I just took completed photos. Truth is I almost tossed it in the trash a couple times but changed my mind and finished it anyway. Started to be a gloss black with red interior stock convertible and decided that was just too common then the whole california cruiser idea hit me for a new look.


----------



## 440 dakota (Feb 23, 2006)

Ian Anderson said:


> Then you got old and Bought a Mini van didn't you dude,.....lol, Well maybe a small compact then,......Lifes just isn't fair is it dude.......As long as you dint lose your hair now, Thats what counts,.....ALL IS WILL IF
> THATS ALL THERE RIGHT........Just kidding my friend...
> 
> Ian


ha ha you know it sold my Road Runner which ran a 10.50 dial in right after my daughter was born and started buying mommy vans 3 of them total then when the kids got older I bought 4dr trucks to pull the boat and camper,now their on there own kinda of looking for some more toys,do have a compact for running arround in :dude: still have my hair too ponytail and all so I guess things are pretty good


----------



## Ian Anderson (Jan 24, 2011)

LIFE IS GOOD DUDE, you know what the Native Americans say don't you, 
"Every Day Above Ground, Is A Good Day".....
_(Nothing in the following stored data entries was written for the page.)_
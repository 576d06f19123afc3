//! Controls Canvas
//!
//! Build a custom catalog of cloud-security capabilities by picking from a
//! reference catalog that cross-links capabilities, threats and controls:
//! - Fingerprinted on-disk cache for source documents
//! - Capability → threat → control association resolution
//! - Interactive selection workflow in the terminal
//! - Sorted, deduplicated YAML output

pub mod catalog;
pub mod config;
pub mod error;
pub mod logging;
pub mod output;
pub mod selection;
pub mod tui;
pub mod workflow;

// Re-exports for convenience
pub use catalog::{Catalog, CatalogLoader};
pub use config::CanvasConfig;
pub use error::CanvasError;
pub use selection::SelectionSet;
pub use workflow::Workflow;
Ian.............................10.50, "THATS SMOKING"


----------



## Ian Anderson (Jan 24, 2011)

Well Walsing, We are all happy here you decided to revive her, Like A said, Shes Sweet, Is a great build dude, Worthy of a show case indeed, Just one thing, 
RULE NUMBER ONE: Never, toes out ANY parts to the trash bin, All can be used somewhere in my book anyway I'm sure you know this......"BUILD ON MY FRIEND"

Ian


----------



## Stangfreak (Jun 7, 2007)

*Outstanding job... Love the color selections... I have one of those Boss 429s that I'm still trying to fit in a 67 Mustang model !!!

Nice job for sure !!!*


----------



## walsing (Aug 22, 2010)

Nice work on that Stang! It took some work to get the 429 in there. Swapped out the headers, cut the front mount plate back, glued on the stock t-bird trans and shortened the drive shaft. Of course the t-bird has a bit more room than a Mustang!


----------



## Ian Anderson (Jan 24, 2011)

Killer job on the garage Stangfreak, very cool work, hay didn't I see that Betty Walking the street the other day in Downtown LA, She looks like she could hurt you if you said the wrong thing......lol

Ian


----------